You are probably correct in the long run but I am just repeating what the sales rep told me. Yea I know if there lips are moving yada yada -----, however for the next several years there probably will be plenty of developer inventory for internal trading especially at these prices so until they are sold out at least 75% most weeks should be available for internal trading.

Don't know much about Hyatt internal trading but I own 3 timeshares that are fixed/floating in the Carribbean and I have never had a problem switching my week for a small internal exchange fee.


----------



## bdh (Dec 28, 2014)

Larry said:


> however for the next several years there probably will be plenty of developer inventory for internal trading especially at these prices so until they are sold out at least 75% most weeks should be available for internal trading.



Developer owned units are not put into HRC exchange inventory - so there wouldn't be any HRC internal exchanges via the developer.  (Available internal exchange inventory only comes from deeded weeks/units that have been sold.) 

Doubt it will take several years to sell the bulk of the units.  So once units are sold and a year has passed, there may be a trickle of exchanges available in 2016 (ie: wouldn't expect many folks spend that kind of money to buy a unit and not use it the 1st year)


----------



## vacationtime1 (Dec 28, 2014)

bdh said:


> Developer owned units are not put into HRC exchange inventory - so there wouldn't be any HRC internal exchanges via the developer.  (Available internal exchange inventory only comes from deeded weeks/units that have been sold.)
> 
> Doubt it will take several years to sell the bulk of the units.  So once units are sold and a year has passed, there may be a trickle of exchanges available in 2016 (ie: wouldn't expect many folks spend that kind of money to buy a unit and not use it the 1st year)

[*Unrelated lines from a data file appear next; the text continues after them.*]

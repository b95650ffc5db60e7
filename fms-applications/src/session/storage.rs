//! Local Storage - durable key/value persistence for the client
//!
//! Values are JSON strings stored under fixed keys. `FileStorage` keeps one
//! file per key under the data directory; `MemoryStorage` backs tests and
//! ephemeral runs.

use crate::{ApplicationError, ApplicationResult};
use fms_core::storage_error;
use std::collections::HashMap;
use std::path::{Path, PathBuf};
use std::sync::RwLock;
use tracing::{debug, info, warn};

/// Key holding the serialized signed-in user
pub const USER_KEY: &str = "user";
/// Key holding the locally cached feedback list
pub const FEEDBACKS_KEY: &str = "feedbacks";

/// Durable string storage addressed by key
pub trait LocalStorage: Send + Sync {
    fn get_item(&self, key: &str) -> ApplicationResult<Option<String>>;

    fn set_item(&self, key: &str, value: &str) -> ApplicationResult<()>;

    /// Removing an absent key is not an error
    fn remove_item(&self, key: &str) -> ApplicationResult<()>;
}

fn check_key(key: &str) -> ApplicationResult<()> {
    let valid = !key.is_empty()
        && key
            .chars()
            .all(|c| c.is_ascii_alphanumeric() || c == '_' || c == '-');
    if valid {
        Ok(())
    } else {
        Err(ApplicationError::Core(storage_error!(
            format!("Invalid storage key: {:?}", key),
            "local_storage"
        )))
    }
}

/// File-backed storage, one `<key>.json` per entry
#[derive(Debug, Clone)]
pub struct FileStorage {
    storage_dir: PathBuf,
}

impl FileStorage {
    /// Create a file storage rooted at `storage_dir`, creating it if needed
    pub fn new<P: AsRef<Path>>(storage_dir: P) -> ApplicationResult<Self> {
        let storage_dir = storage_dir.as_ref().to_path_buf();

        std::fs::create_dir_all(&storage_dir).map_err(|e| {
            storage_error!(
                format!("Failed to create {}", storage_dir.display()),
                "file_storage",
                e
            )
        })?;

        info!("Local storage initialized at: {}", storage_dir.display());

        Ok(Self { storage_dir })
    }

    pub fn storage_dir(&self) -> &Path {
        &self.storage_dir
    }

    fn path_for(&self, key: &str) -> ApplicationResult<PathBuf> {
        check_key(key)?;
        Ok(self.storage_dir.join(format!("{}.json", key)))
    }
}

impl LocalStorage for FileStorage {
    fn get_item(&self, key: &str) -> ApplicationResult<Option<String>> {
        let path = self.path_for(key)?;

        match std::fs::read_to_string(&path) {
            Ok(value) => {
                debug!("Read {} from {}", key, path.display());
                Ok(Some(value))
            }
            Err(e) if e.kind() == std::io::ErrorKind::NotFound => Ok(None),
            Err(e) => Err(storage_error!(
                format!("Failed to read {}", path.display()),
                "file_storage",
                e
            )
            .into()),
        }
    }

    fn set_item(&self, key: &str, value: &str) -> ApplicationResult<()> {
        let path = self.path_for(key)?;
        let staging = path.with_extension("json.tmp");

        // Write-then-rename so readers never observe a half-written value
        std::fs::write(&staging, value).map_err(|e| {
            storage_error!(
                format!("Failed to write {}", staging.display()),
                "file_storage",
                e
            )
        })?;
        std::fs::rename(&staging, &path).map_err(|e| {
            if let Err(cleanup) = std::fs::remove_file(&staging) {
                warn!("Failed to remove {}: {}", staging.display(), cleanup);
            }
            storage_error!(
                format!("Failed to replace {}", path.display()),
                "file_storage",
                e
            )
        })?;

        debug!("Saved {} to {}", key, path.display());
        Ok(())
    }

    fn remove_item(&self, key: &str) -> ApplicationResult<()> {
        let path = self.path_for(key)?;

        match std::fs::remove_file(&path) {
            Ok(()) => {
                debug!("Deleted {}", path.display());
                Ok(())
            }
            Err(e) if e.kind() == std::io::ErrorKind::NotFound => Ok(()),
            Err(e) => Err(storage_error!(
                format!("Failed to delete {}", path.display()),
                "file_storage",
                e
            )
            .into()),
        }
    }
}

/// In-memory storage
#[derive(Debug, Default)]
pub struct MemoryStorage {
    items: RwLock<HashMap<String, String>>,
    read_only: RwLock<bool>,
}

impl MemoryStorage {
    pub fn new() -> Self {
        Self::default()
    }

    /// Storage pre-populated with `entries`
    pub fn with_items<I, K, V>(entries: I) -> Self
    where
        I: IntoIterator<Item = (K, V)>,
        K: Into<String>,
        V: Into<String>,
    {
        let items = entries
            .into_iter()
            .map(|(k, v)| (k.into(), v.into()))
            .collect();
        Self {
            items: RwLock::new(items),
            read_only: RwLock::new(false),
        }
    }

    /// Make writes fail, as a full disk or read-only mount would
    pub fn set_read_only(&self, read_only: bool) {
        *self.read_only.write().unwrap_or_else(|e| e.into_inner()) = read_only;
    }

    pub fn len(&self) -> usize {
        self.items.read().map(|items| items.len()).unwrap_or(0)
    }

    pub fn is_empty(&self) -> bool {
        self.len() == 0
    }

    fn ensure_writable(&self) -> ApplicationResult<()> {
        if *self.read_only.read().unwrap_or_else(|e| e.into_inner()) {
            return Err(storage_error!("Storage is read-only", "memory_storage").into());
        }
        Ok(())
    }
}

impl LocalStorage for MemoryStorage {
    fn get_item(&self, key: &str) -> ApplicationResult<Option<String>> {
        check_key(key)?;
        let items = self.items.read().unwrap_or_else(|e| e.into_inner());
        Ok(items.get(key).cloned())
    }

    fn set_item(&self, key: &str, value: &str) -> ApplicationResult<()> {
        check_key(key)?;
        self.ensure_writable()?;
        let mut items = self.items.write().unwrap_or_else(|e| e.into_inner());
        items.insert(key.to_string(), value.to_string());
        Ok(())
    }

    fn remove_item(&self, key: &str) -> ApplicationResult<()> {
        check_key(key)?;
        self.ensure_writable()?;
        let mut items = self.items.write().unwrap_or_else(|e| e.into_inner());
        items.remove(key);
        Ok(())
    }
}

I doubt there is anything that preventing Hyatt from seeding HRC with some developer-owned Ka'anapali inventory -- exchanging it for other weeks that were deposited into HRC and using those weeks for its own purposes.  It may create interest in Ka'anapali from existing Hyatt owners and it could be useful to Hyatt to control some exchange weeks from other resorts.  But I doubt we will ever really know what goes on behind the curtain.


----------



## dlca1 (Jan 15, 2015)

I received an offer from Hyatt Residence Club. Ka'anapali Beach. Seems like a decent deal. Cheaper than the 2 bedroom maintenance fees for my Westin Kaanapali at a brand new place. Any thoughts?

- $199 per night. 5 nights/6 days. 2 Bedroom 2 Bath.
- "Enjoy expansive ocean views from your private lanai complete with pune'e day bed. Plus if you call by Feb 2, 2015, get a $100 gift certificate to spend during your stay."
- In the tiny tiny fine-print, it says that "No specific room location or view is represented with this offer"
- Requires 90 minute timeshare presentation.


----------



## vacationtime1 (Jan 15, 2015)

dlca1 said:


> I received an offer from Hyatt Residence Club. Ka'anapali Beach. Seems like a decent deal. Cheaper than the 2 bedroom maintenance fees for my Westin Kaanapali at a brand new place. Any thoughts?
> 
> - $199 per night. 5 nights/6 days. 2 Bedroom 2 Bath.
> - "Enjoy expansive ocean views from your private lanai complete with pune'e day bed. Plus if you call by Feb 2, 2015, get a $100 gift certificate to spend during your stay."
> ...



Interesting, if Hyatt is focusing on WKORV owners.

My thoughts?  You are being solicited for a timeshare tour, and you know that means a 90 minute sales pitch.  You will get a 2bd OV/OF unit -- because all of the 2bd units are OV/OF -- although probably on a low floor.  It is a beautiful, high end product, comparable in quality to and newer than WKORV/N.


----------



## crf450x (Jan 15, 2015)

dlca1 said:


> I received an offer from Hyatt Residence Club. Ka'anapali Beach. Seems like a decent deal. Cheaper than the 2 bedroom maintenance fees for my Westin Kaanapali at a brand new place. Any thoughts?
> 
> - $199 per night. 5 nights/6 days. 2 Bedroom 2 Bath.



$199 per night sounds like a GREAT DEAL!!!  On their website and an offer I previously received they have a promotion called "Escape to Maui" where the rooms are $599 per night.  I wish I could get the $199 offer.


----------



## luv_maui (Jan 21, 2015)

dlca1 said:


> I received an offer from Hyatt Residence Club. Ka'anapali Beach. Seems like a decent deal. Cheaper than the 2 bedroom maintenance fees for my Westin Kaanapali at a brand new place. Any thoughts?
> 
> - $199 per night. 5 nights/6 days. 2 Bedroom 2 Bath.
> - "Enjoy expansive ocean views from your private lanai complete with pune'e day bed. Plus if you call by Feb 2, 2015, get a $100 gift certificate to spend during your stay."
> ...



We just got today the same offer except we get 10,000 Hyatt points vs. $100 gift certificate if we call by 2/9/15.

Fine print also states:  "alternate location may be used if necessary" and "travel by August 31, 2015"


----------



## luv_maui (Jan 21, 2015)

vacationtime1 said:


> Interesting, if Hyatt is focusing on WKORV owners.
> 
> My thoughts?  You are being solicited for a timeshare tour, and you know that means a 90 minute sales pitch.  You will get a 2bd OV/OF unit -- because all of the 2bd units are OV/OF -- although probably on a low floor.  It is a beautiful, high end product, comparable in quality to and newer than WKORV/N.



We are not WKORV owners, but did receive the offer.  We own at SDO and Worldmark.


----------